Vor der Tür stehen drei Männer. Zwei tragen Zivil, Durchschnittsgesichter, verknöcherte Beamte, grau, grau, grau. Nur der dritte trägt die verhasste Uniform. Sehr groß, vierschrötig, tatsächlich blonder Kurzhaarschnitt, jung. Ein fettes, aufgedunsenes Gesicht, rosa glänzend, so rosa, rosa. Blaue Augen, die im Fett versinken, Schweinsäugerln? Nein, dafür fehlt ihnen das lustige Zwinkern. Die Augen sind stahlblau, stahlhart. Riesige rote Pranken, dicke Finger – vielleicht ein Fleischergeselle?

Sie verlangen die von der Gestapo bestätigte Liste, deuten, wir können anfangen. Wir sind zu viert – meine Mutter, zwei Tanten, die beim Packen helfen sollen, ich.
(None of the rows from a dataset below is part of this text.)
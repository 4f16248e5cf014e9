//! Geographic birth location.

use serde::{Deserialize, Serialize};

use crate::error::TimeError;

/// Geographic location on Earth's surface.
#[derive(Debug, Clone, Copy, PartialEq, Serialize, Deserialize)]
pub struct GeoLocation {
    /// Geodetic latitude in degrees, north positive. Range: [-90, 90].
    pub latitude_deg: f64,
    /// Geodetic longitude in degrees, east positive. Range: [-180, 180].
    pub longitude_deg: f64,
}

impl GeoLocation {
    /// Create a location after range checks.
    pub fn try_new(latitude_deg: f64, longitude_deg: f64) -> Result<Self, TimeError> {
        if !latitude_deg.is_finite() {
            return Err(TimeError::InvalidLocation("latitude must be finite"));
        }
        if !longitude_deg.is_finite() {
            return Err(TimeError::InvalidLocation("longitude must be finite"));
        }
        if !(-90.0..=90.0).contains(&latitude_deg) {
            return Err(TimeError::InvalidLocation(
                "latitude must be in [-90, 90] degrees",
            ));
        }
        if !(-180.0..=180.0).contains(&longitude_deg) {
            return Err(TimeError::InvalidLocation(
                "longitude must be in [-180, 180] degrees",
            ));
        }
        Ok(Self {
            latitude_deg,
            longitude_deg,
        })
    }

    /// Latitude in radians.
    pub fn latitude_rad(&self) -> f64 {
        self.latitude_deg.to_radians()
    }

    /// Longitude in radians (east positive).
    pub fn longitude_rad(&self) -> f64 {
        self.longitude_deg.to_radians()
    }
}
Anfangen? Wo? Bei den Büchern, denke ich, nehme einen Stoß und will ihn in die Kiste legen. Kurze herrische Handbewegung. „Hierher, zu mir.“

Mit seiner dicken Pratze nimmt er das erste Buch beim Einband, schüttelt es aus, als wäre es ein Staubfetzen. Das zweite, das dritte – der Anblick ist kaum zu ertragen. Die Bücher scheinen sich unter seinem Zugriff zu krümmen. Er beutelt, schüttelt, hilflos flattern die Seiten wie gefangene Vögel. Manches ältere Buch droht sich aus dem Einband zu lösen – was sucht er denn? Geld? Devisen? Schmuck?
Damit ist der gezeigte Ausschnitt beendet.